On the 100th Anniversary since the Birth
of Andrei Nikolaevich Kolmogorov
Dear Roland L’vovich,
I have looked through the ﬁrst part of your book
with interest. It is vividly written. I have not
checked its logical strictness, but I am totally conﬁdent in your skill in this case. I am sorry, but
lack of time has not permitted me to make any speciﬁc comment that might have been useful for
Following the publication of your article in Uspekhi Matematicheskikh Nauk,
the question on
issuing a corresponding book was put forth. I do not remember how this matter ended. Of course,
we thought it to be a book with a broad coverage, particularly of the case of continuous messages
and, more generally, of higher knowledge. In any case, the idea of asking you to write a book on
general problems of the Shannon theory seemed natural to me.
You have asked my opinion on issuing separately the ﬁrst part of your book now ready. In light
of all that I said before, I would be ready to support the publication of a book like this as a slightly
altered version of the idea of your book on the Shannon theory for general purposes. I mean that
it should not only be designed for engineers especially interested in knowing everything that is
practically useful for them in coding.
I support the translation of Peterson’s book
as well. There I have found partial answers to
the questions I mentioned to you this fall. This book contains a lot of information on algebraic
coding theory, and further work in this ﬁeld requires profound algebra. It seems to me that it
would be good for someone to write a short article (about two pages long) to attract the attention
of algebraists towards these questions.
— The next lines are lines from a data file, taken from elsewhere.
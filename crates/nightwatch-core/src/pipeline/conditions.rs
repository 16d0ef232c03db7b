use crate::astro::{
    airmass, angular_separation, equatorial_to_horizontal, moon_illumination, moon_position,
    parse_timestamp, Equatorial, Wcs,
};
use crate::config::SiteConfig;
use crate::fits::{Header, Value};
use crate::metadata::sexagesimal::parse_sexagesimal;

/// Commanded pointing from the `RA`/`DEC` cards.
///
/// Strings are sexagesimal (RA in hours); bare numbers are degrees.
pub fn commanded_pointing(header: &Header) -> Option<Equatorial> {
    let ra_deg = match header.get("RA")? {
        Value::Str(s) => parse_sexagesimal(s)? * 15.0,
        other => other.as_f64()?,
    };
    let dec_deg = match header.get("DEC")? {
        Value::Str(s) => parse_sexagesimal(s)?,
        other => other.as_f64()?,
    };
    Some(Equatorial { ra_deg, dec_deg })
}

fn image_size(header: &Header) -> Option<(usize, usize)> {
    let w = header.get_i64("NAXIS1")?;
    let h = header.get_i64("NAXIS2")?;
    (w > 0 && h > 0).then_some((w as usize, h as usize))
}

/// Sky position at the centre of the image, from its WCS.
pub fn solved_center(header: &Header) -> Option<Equatorial> {
    let wcs = Wcs::from_header(header)?;
    let (w, h) = image_size(header)?;
    Some(wcs.center(w, h))
}

/// Distance between solved centre and commanded pointing, arcminutes.
pub fn pointing_error_arcmin(header: &Header) -> Option<f64> {
    let solved = solved_center(header)?;
    let commanded = commanded_pointing(header)?;
    Some(angular_separation(solved, commanded) * 60.0)
}

pub fn position_angle(header: &Header) -> Option<f64> {
    Wcs::from_header(header).map(|wcs| wcs.position_angle())
}

/// Where the telescope was looking and what the sky was doing.
#[derive(Clone, Debug, Default, PartialEq)]
pub struct ObservingConditions {
    pub altitude_deg: Option<f64>,
    pub azimuth_deg: Option<f64>,
    pub airmass: Option<f64>,
    pub moon_separation_deg: Option<f64>,
    pub moon_illumination: Option<f64>,
}

impl ObservingConditions {
    /// Uses the solved centre when there is one, else the commanded pointing.
    pub fn from_header(header: &Header, site: &SiteConfig) -> Self {
        let Some(time) = header.get_str("DATE-OBS").and_then(parse_timestamp) else {
            return Self::default();
        };
        let illumination = Some(moon_illumination(time));
        let Some(target) = solved_center(header).or_else(|| commanded_pointing(header)) else {
            return Self {
                moon_illumination: illumination,
                ..Self::default()
            };
        };
        let horizontal = equatorial_to_horizontal(target, site.latitude, site.longitude, time);
        Self {
            altitude_deg: Some(horizontal.alt_deg),
            azimuth_deg: Some(horizontal.az_deg),
            airmass: airmass(horizontal.alt_deg),
            moon_separation_deg: Some(angular_separation(target, moon_position(time))),
            moon_illumination: illumination,
        }
    }
}
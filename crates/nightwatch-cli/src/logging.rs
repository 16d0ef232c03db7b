use std::fs::{self, File, OpenOptions};
use std::io;
use std::path::PathBuf;
use std::sync::atomic::{AtomicBool, Ordering};

use anyhow::{Context as _, Result};
use tracing_subscriber::fmt::writer::{EitherWriter, MakeWriter};
use tracing_subscriber::prelude::*;
use tracing_subscriber::{fmt, EnvFilter};

/// Appends each event to the night log, reopening the file every time.
///
/// A clobber reset deletes the log mid-run; reopening per event means later
/// events land in the fresh file instead of an unlinked one.
pub struct NightLog {
    path: PathBuf,
    reported: AtomicBool,
}

impl NightLog {
    /// Fails when the log directory cannot be created.
    pub fn new(path: PathBuf) -> Result<Self> {
        if let Some(dir) = path.parent() {
            fs::create_dir_all(dir)
                .with_context(|| format!("Cannot create log directory {}", dir.display()))?;
        }
        Ok(Self {
            path,
            reported: AtomicBool::new(false),
        })
    }
}

impl<'a> MakeWriter<'a> for NightLog {
    type Writer = EitherWriter<File, io::Sink>;

    fn make_writer(&'a self) -> Self::Writer {
        match OpenOptions::new().create(true).append(true).open(&self.path) {
            Ok(file) => EitherWriter::A(file),
            Err(e) => {
                // The subscriber cannot log its own failure; say it once on stderr.
                if !self.reported.swap(true, Ordering::Relaxed) {
                    eprintln!("Cannot write night log {}: {e}", self.path.display());
                }
                EitherWriter::B(io::sink())
            }
        }
    }
}

/// Console logging at `info` (or `debug` with `--verbose`), plus the night
/// log file when one is given.
pub fn init(verbose: bool, night_log: Option<PathBuf>) -> Result<()> {
    let level = if verbose { "debug" } else { "info" };
    let filter = EnvFilter::new(level);
    let file_layer = match night_log {
        Some(path) => Some(
            fmt::layer()
                .with_ansi(false)
                .with_target(false)
                .with_writer(NightLog::new(path)?),
        ),
        None => None,
    };
    tracing_subscriber::registry()
        .with(filter)
        .with(fmt::layer().with_writer(io::stderr))
        .with(file_layer)
        .init();
    Ok(())
}

#[cfg(test)]
mod tests {
    use std::io::Write;

    use super::*;

    #[test]
    fn test_log_directory_created() {
        let dir = tempfile::tempdir().unwrap();
        let path = dir.path().join("Panoptes/2013-08-05_Panoptes_IQMon.log");
        let log = NightLog::new(path.clone()).unwrap();
        log.make_writer().write_all(b"line\n").unwrap();
        assert_eq!(fs::read_to_string(path).unwrap(), "line\n");
    }

    #[test]
    fn test_uncreatable_directory_is_an_error() {
        let dir = tempfile::tempdir().unwrap();
        let blocker = dir.path().join("Panoptes");
        fs::write(&blocker, b"not a directory").unwrap();
        let err = NightLog::new(blocker.join("night.log")).err().unwrap();
        assert!(err.to_string().contains("Cannot create log directory"));
    }
}
//! Decimal to sexagesimal conversion for header values.
//!
//! The decomposition truncates: whole = floor(v), minutes = floor of the
//! remainder times 60, seconds keep the rest and are printed with one
//! decimal. Signs are handled on the magnitude so negative declinations
//! decompose the same way as positive ones.

/// A value split into whole units, minutes and seconds.
#[derive(Clone, Copy, Debug, PartialEq)]
pub struct Sexagesimal {
    pub negative: bool,
    pub whole: u32,
    pub minutes: u32,
    pub seconds: f64,
}

impl Sexagesimal {
    pub fn decompose(value: f64) -> Self {
        let negative = value < 0.0;
        let magnitude = value.abs();
        let whole = magnitude.floor();
        let minutes_full = (magnitude - whole) * 60.0;
        let minutes = minutes_full.floor();
        let seconds = (minutes_full - minutes) * 60.0;
        Self {
            negative,
            whole: whole as u32,
            minutes: minutes as u32,
            seconds,
        }
    }

    /// `HH:MM:SS.s` without a sign.
    pub fn format_unsigned(&self) -> String {
        format!("{:02}:{:02}:{:.1}", self.whole, self.minutes, self.seconds)
    }

    /// `±DD:MM:SS.s`
    pub fn format_signed(&self) -> String {
        let sign = if self.negative { '-' } else { '+' };
        format!("{sign}{}", self.format_unsigned())
    }
}

/// Right ascension in degrees to `HH:MM:SS.s` hours.
pub fn ra_to_sexagesimal(ra_deg: f64) -> String {
    Sexagesimal::decompose(ra_deg / 15.0).format_unsigned()
}

/// Declination in degrees to `±DD:MM:SS.s`.
pub fn dec_to_sexagesimal(dec_deg: f64) -> String {
    Sexagesimal::decompose(dec_deg).format_signed()
}

/// Decimal hours to `HH:MM:SS.s`.
pub fn hours_to_sexagesimal(hours: f64) -> String {
    Sexagesimal::decompose(hours).format_unsigned()
}

/// Night date and UT start hours joined as `YYYY-MM-DDTHH:MM:SS.s`.
pub fn ut_start_timestamp(night: &str, ut_hours: f64) -> String {
    format!("{night}T{}", hours_to_sexagesimal(ut_hours))
}

/// Parse `[±]A:B:C` (or space separated) back to a decimal value.
pub fn parse_sexagesimal(s: &str) -> Option<f64> {
    let s = s.trim();
    let (negative, body) = match s.strip_prefix('-') {
        Some(rest) => (true, rest),
        None => (false, s.strip_prefix('+').unwrap_or(s)),
    };
    let parts: Vec<f64> = body
        .split([':', ' '])
        .filter(|p| !p.is_empty())
        .map(str::parse::<f64>)
        .collect::<Result<_, _>>()
        .ok()?;
    if parts.is_empty() || parts.len() > 3 || parts.iter().any(|p| *p < 0.0) {
        return None;
    }
    let value = parts
        .iter()
        .zip([1.0, 60.0, 3600.0])
        .map(|(p, div)| p / div)
        .sum::<f64>();
    Some(if negative { -value } else { value })
}

#[cfg(test)]
mod tests {
    use super::*;

    #[test]
    fn test_ra_divides_by_fifteen() {
        assert_eq!(ra_to_sexagesimal(0.0), "00:00:0.0");
        assert_eq!(ra_to_sexagesimal(187.5), "12:30:0.0");
        assert_eq!(ra_to_sexagesimal(83.8221), "05:35:17.3");
    }

    #[test]
    fn test_dec_keeps_sign() {
        assert_eq!(dec_to_sexagesimal(-5.391), "-05:23:27.6");
        assert_eq!(dec_to_sexagesimal(41.269), "+41:16:8.4");
        assert_eq!(dec_to_sexagesimal(-0.5), "-00:30:0.0");
    }

    #[test]
    fn test_ut_start_joins_night() {
        assert_eq!(ut_start_timestamp("2013-08-05", 6.5), "2013-08-05T06:30:0.0");
    }

    #[test]
    fn test_parse_accepts_both_separators() {
        assert_eq!(parse_sexagesimal("12:30:00"), Some(12.5));
        assert_eq!(parse_sexagesimal("-00 30 00"), Some(-0.5));
        assert_eq!(parse_sexagesimal("+10:00"), Some(10.0));
        assert_eq!(parse_sexagesimal("ab:cd"), None);
        assert_eq!(parse_sexagesimal(""), None);
    }

    #[test]
    fn test_ra_round_trip_within_tenth_of_second() {
        let mut ra = 0.0;
        while ra < 360.0 {
            let hours = parse_sexagesimal(&ra_to_sexagesimal(ra)).unwrap();
            let err_seconds = (hours - ra / 15.0).abs() * 3600.0;
            assert!(err_seconds <= 0.05 + 1e-9, "ra {ra}: off by {err_seconds}s");
            ra += 0.731;
        }
    }

    #[test]
    fn test_dec_monotonic_in_magnitude() {
        let mut previous = -1.0;
        let mut dec = 0.0;
        while dec <= 90.0 {
            for signed in [dec, -dec] {
                let parts = Sexagesimal::decompose(signed);
                assert_eq!(parts.negative, signed < 0.0);
                let magnitude =
                    parts.whole as f64 + parts.minutes as f64 / 60.0 + parts.seconds / 3600.0;
                assert!((magnitude - dec).abs() < 1e-9);
            }
            let parsed = parse_sexagesimal(&dec_to_sexagesimal(-dec)).unwrap().abs();
            assert!(parsed + 0.05 / 3600.0 >= previous, "dec {dec} went backwards");
            previous = parsed;
            dec += 0.377;
        }
    }
}
pub mod utils;
pub use utils::*;

pub mod error;
pub use error::*;

pub mod models;
pub use models::*;

pub mod sync;
pub use sync::*;

pub mod api;
pub use api::*;

pub mod feed;
pub use feed::*;

pub mod commands;
pub use commands::*;

pub mod surface;
pub use surface::*;
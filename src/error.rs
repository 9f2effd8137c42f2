//! Error types, one enum per failure domain. All of them are recoverable:
//! nothing here ever tears down the event feed or the terminal.

use thiserror::Error;

/// Failure while decoding a frame from the event stream. The frame is
/// discarded and the stream keeps running.
#[derive(Debug, Error)]
pub enum DecodeError {
    #[error("payload is not valid JSON: {0}")]
    NotJson(#[from] serde_json::Error),

    #[error("payload is missing required field `{0}`")]
    MissingField(&'static str),

    #[error("payload has unexpected shape at `{0}`")]
    BadShape(&'static str),
}

/// A trade summary that does not match the `suit,price,buyer,seller` wire
/// format. The trade is dropped without touching any mirror.
#[derive(Debug, Error, PartialEq, Eq)]
pub enum TradeParseError {
    #[error("expected 4 comma-separated fields, got {0}")]
    FieldCount(usize),

    #[error("unknown suit `{0}`")]
    UnknownSuit(String),

    #[error("price `{0}` is not an integer")]
    BadPrice(String),
}

/// Failure of a request/response call to the exchange.
#[derive(Debug, Error)]
pub enum ApiError {
    #[error("request failed: {0}")]
    Transport(#[from] reqwest::Error),

    #[error("response is not valid JSON: {0}")]
    Decode(#[from] serde_json::Error),

    #[error("{0}")]
    Rejected(String),
}

/// A trading command refused before or while contacting the exchange.
/// `NoActiveRound`, `BadPrice` and `Unrecognized` are raised locally and
/// never reach the network.
#[derive(Debug, Error)]
pub enum CommandError {
    #[error("no active round")]
    NoActiveRound,

    #[error("price `{0}` is not a non-negative whole number")]
    BadPrice(String),

    #[error("unknown suit `{0}`")]
    UnknownSuit(String),

    #[error("unrecognized command `{0}`, try `help`")]
    Unrecognized(String),

    #[error(transparent)]
    Api(#[from] ApiError),
}
use std::fs::OpenOptions;
use std::io::{self, Write};


#[derive(Debug, Clone)]
pub enum CL {
    Purple,
    Green,
    LimeGreen,
    DullGreen,
    DullRed,
    Teal,
    DullTeal,
    DimLightBlue,
    Dull,
    End,
}

impl CL {
    pub fn get(&self) -> &str {
        match self {
            CL::Purple => "\x1b[38;5;135m",
            CL::Green => "\x1b[38;5;10m",
            CL::LimeGreen => "\x1b[38;5;154m",
            CL::DullGreen => "\x1b[38;5;29m",
            CL::DullRed => "\x1b[38;5;124m",
            CL::Teal => "\x1b[38;5;14m",
            CL::DullTeal => "\x1b[38;5;153m",
            CL::DimLightBlue => "\x1b[38;5;159m",
            CL::Dull => "\x1b[38;5;8m",
            CL::End => "\x1b[37m",
        }
    }
}

// =-= FileHandler =-= //
// Append-only log file, used for the optional on-disk trade history.
pub struct FileHandler {
    file: std::fs::File,
}

impl FileHandler {
    pub fn new(file_path: &str) -> io::Result<Self> {
        let file = OpenOptions::new()
            .create(true)
            .append(true)
            .open(file_path)?;
        Ok(Self { file })
    }

    pub fn write_line(&mut self, content: String) -> io::Result<()> {
        writeln!(self.file, "{}", content)
    }
}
The article would have to contain everything important that
has been obtained with the use of Galois ﬁelds, a clear explanation of the state of the art concerning
the problem of divergence between upper and lower bounds (see Peterson’s book, Figs. 4.1 and 9.1),
as well as what can be obtained by practically realizable algebraic calculation methods (given in
all details, with numerical data as a possible example of the type of information for constructed
codes, in brief).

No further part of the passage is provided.